▸ **About this task**
Look for the word "existing". Copy every line of the listing where it occurs.

★ ★ ★ ★

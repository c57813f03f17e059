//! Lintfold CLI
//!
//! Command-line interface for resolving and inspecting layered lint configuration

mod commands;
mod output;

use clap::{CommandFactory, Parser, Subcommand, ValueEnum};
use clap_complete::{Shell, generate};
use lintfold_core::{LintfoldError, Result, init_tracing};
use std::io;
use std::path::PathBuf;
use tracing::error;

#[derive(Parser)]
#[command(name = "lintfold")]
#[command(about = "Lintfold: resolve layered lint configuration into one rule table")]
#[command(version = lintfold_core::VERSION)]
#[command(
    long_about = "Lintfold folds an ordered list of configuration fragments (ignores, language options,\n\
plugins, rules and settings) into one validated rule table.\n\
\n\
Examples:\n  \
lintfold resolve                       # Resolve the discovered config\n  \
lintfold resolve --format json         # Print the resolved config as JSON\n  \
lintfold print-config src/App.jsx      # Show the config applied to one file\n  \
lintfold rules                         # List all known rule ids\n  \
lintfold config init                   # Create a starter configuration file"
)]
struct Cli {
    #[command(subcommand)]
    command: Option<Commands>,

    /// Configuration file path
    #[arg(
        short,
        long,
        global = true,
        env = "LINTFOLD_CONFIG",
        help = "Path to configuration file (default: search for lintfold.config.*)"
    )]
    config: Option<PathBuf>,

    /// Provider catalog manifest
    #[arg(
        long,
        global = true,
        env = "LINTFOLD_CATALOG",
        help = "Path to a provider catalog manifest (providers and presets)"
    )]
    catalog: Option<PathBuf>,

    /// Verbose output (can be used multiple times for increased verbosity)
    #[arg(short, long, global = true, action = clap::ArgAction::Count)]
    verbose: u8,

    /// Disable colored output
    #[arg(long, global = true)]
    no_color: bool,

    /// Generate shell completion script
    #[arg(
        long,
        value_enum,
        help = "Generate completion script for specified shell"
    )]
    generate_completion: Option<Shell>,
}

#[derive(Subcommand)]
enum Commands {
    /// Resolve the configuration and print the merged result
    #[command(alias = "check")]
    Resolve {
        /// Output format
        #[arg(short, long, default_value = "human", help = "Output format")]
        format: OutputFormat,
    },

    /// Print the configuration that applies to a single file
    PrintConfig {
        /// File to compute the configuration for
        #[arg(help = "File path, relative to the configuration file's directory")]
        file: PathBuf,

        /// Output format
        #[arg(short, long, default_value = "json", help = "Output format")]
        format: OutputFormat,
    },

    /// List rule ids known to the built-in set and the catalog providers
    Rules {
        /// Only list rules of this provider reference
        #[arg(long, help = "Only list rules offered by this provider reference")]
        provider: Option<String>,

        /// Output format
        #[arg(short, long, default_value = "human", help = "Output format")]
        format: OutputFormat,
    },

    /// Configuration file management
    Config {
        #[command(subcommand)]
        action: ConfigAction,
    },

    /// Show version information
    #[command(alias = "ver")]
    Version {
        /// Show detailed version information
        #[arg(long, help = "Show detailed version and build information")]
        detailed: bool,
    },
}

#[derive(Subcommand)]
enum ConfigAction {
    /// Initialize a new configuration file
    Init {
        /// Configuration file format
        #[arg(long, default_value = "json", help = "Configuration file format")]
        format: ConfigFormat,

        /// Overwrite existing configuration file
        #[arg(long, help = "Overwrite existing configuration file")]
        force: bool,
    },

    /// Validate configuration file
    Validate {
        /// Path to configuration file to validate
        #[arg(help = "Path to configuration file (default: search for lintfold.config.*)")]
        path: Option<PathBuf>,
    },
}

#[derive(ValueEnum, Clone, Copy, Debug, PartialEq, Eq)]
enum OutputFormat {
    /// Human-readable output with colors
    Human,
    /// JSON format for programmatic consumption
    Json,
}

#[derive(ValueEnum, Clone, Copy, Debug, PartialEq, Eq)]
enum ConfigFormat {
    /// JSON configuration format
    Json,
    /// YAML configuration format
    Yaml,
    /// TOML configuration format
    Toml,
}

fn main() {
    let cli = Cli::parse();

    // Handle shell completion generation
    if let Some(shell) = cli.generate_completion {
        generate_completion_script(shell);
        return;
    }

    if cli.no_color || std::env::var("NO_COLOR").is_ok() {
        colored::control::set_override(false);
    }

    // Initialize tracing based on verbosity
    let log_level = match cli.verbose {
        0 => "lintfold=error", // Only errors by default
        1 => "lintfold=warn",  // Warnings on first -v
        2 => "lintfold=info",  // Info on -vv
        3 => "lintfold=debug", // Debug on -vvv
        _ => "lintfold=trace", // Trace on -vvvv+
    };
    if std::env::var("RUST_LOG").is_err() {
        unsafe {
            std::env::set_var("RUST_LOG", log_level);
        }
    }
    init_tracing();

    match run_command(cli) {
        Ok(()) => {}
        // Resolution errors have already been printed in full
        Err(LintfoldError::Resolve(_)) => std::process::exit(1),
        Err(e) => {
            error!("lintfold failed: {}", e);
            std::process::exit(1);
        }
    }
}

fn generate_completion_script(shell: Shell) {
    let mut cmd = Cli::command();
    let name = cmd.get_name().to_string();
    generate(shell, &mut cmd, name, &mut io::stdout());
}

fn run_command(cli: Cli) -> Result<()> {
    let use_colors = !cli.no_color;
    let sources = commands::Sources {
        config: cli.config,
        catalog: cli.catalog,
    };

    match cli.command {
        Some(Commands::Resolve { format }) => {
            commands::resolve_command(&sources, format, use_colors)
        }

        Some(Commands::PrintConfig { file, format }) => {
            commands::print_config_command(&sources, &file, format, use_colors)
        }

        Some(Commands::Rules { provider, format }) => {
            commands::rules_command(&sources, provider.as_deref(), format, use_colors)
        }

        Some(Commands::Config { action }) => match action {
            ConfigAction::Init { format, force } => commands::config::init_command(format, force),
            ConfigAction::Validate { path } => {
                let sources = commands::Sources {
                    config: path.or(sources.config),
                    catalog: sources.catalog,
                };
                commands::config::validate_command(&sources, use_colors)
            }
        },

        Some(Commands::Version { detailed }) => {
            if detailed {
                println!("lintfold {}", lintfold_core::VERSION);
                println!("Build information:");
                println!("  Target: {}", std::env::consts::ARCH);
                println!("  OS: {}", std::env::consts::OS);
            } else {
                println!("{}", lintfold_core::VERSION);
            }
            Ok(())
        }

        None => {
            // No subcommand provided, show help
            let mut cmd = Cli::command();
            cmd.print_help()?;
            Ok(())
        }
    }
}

★ ★ ★ ★

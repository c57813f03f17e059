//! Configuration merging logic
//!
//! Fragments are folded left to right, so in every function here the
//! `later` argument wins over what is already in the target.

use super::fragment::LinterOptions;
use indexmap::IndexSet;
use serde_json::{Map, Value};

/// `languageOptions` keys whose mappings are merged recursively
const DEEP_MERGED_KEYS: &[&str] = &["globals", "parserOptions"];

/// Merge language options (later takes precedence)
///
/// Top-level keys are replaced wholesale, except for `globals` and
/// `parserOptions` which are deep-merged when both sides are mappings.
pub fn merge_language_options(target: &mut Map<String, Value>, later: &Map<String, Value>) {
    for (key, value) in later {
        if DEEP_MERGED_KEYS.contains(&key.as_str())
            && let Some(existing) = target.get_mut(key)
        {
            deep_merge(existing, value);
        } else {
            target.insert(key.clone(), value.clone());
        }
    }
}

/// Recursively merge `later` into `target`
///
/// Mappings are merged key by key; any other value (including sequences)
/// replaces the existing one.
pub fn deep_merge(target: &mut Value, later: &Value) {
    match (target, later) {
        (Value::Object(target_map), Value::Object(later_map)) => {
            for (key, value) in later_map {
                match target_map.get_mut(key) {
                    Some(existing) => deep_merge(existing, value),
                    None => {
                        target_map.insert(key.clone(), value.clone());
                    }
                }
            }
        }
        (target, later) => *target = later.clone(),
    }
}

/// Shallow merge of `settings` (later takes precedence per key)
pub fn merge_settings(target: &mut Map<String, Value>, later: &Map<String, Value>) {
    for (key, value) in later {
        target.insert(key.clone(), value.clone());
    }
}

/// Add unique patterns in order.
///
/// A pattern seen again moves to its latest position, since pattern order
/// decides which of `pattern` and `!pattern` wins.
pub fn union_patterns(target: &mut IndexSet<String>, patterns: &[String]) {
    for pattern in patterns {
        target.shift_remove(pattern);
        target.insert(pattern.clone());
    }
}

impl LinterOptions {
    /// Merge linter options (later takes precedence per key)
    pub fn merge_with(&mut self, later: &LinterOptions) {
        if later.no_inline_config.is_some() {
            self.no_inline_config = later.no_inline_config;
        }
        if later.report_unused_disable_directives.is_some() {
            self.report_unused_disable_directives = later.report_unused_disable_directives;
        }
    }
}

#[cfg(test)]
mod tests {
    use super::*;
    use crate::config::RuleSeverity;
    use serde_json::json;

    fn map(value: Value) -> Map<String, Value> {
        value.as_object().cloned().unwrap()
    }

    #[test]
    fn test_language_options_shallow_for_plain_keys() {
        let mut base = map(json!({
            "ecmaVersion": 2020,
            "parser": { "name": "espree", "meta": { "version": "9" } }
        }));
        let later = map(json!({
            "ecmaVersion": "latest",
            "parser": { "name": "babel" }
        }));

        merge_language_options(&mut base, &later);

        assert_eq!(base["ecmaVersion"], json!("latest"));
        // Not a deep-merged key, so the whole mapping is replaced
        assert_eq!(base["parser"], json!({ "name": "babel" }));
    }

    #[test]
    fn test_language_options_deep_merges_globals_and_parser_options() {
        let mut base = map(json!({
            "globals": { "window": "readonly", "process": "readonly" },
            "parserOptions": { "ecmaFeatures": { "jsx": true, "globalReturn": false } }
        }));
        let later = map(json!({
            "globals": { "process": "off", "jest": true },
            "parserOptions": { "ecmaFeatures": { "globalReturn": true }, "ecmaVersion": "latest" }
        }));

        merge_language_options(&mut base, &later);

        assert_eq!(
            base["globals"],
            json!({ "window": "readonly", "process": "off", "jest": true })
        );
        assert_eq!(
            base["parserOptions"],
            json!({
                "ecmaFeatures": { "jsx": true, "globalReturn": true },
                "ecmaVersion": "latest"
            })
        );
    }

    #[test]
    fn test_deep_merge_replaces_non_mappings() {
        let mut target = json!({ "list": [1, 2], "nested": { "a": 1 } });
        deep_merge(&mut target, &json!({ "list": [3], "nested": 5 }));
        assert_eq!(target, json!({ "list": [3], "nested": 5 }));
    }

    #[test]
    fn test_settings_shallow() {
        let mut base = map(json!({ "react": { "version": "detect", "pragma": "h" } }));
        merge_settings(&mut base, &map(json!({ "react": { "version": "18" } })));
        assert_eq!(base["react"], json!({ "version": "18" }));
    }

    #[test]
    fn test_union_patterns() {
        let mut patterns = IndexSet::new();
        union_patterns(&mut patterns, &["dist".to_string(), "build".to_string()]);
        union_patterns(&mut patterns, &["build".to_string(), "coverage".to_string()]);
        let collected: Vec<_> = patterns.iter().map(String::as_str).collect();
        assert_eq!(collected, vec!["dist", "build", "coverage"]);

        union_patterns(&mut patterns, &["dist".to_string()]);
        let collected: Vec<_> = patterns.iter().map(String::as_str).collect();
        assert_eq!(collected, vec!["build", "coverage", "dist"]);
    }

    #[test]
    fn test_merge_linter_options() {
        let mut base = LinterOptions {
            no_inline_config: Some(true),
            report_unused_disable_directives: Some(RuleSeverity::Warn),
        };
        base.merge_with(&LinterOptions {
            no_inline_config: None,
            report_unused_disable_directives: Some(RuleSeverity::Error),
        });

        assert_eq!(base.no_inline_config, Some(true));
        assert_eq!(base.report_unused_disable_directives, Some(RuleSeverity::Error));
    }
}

★ ★ ★ ★

▸ **Response below**
        /// Overwrite existing configuration file
        #[arg(long, help = "Overwrite existing configuration file")]
            && let Some(existing) = target.get_mut(key)
            deep_merge(existing, value);
/// replaces the existing one.
                    Some(existing) => deep_merge(existing, value),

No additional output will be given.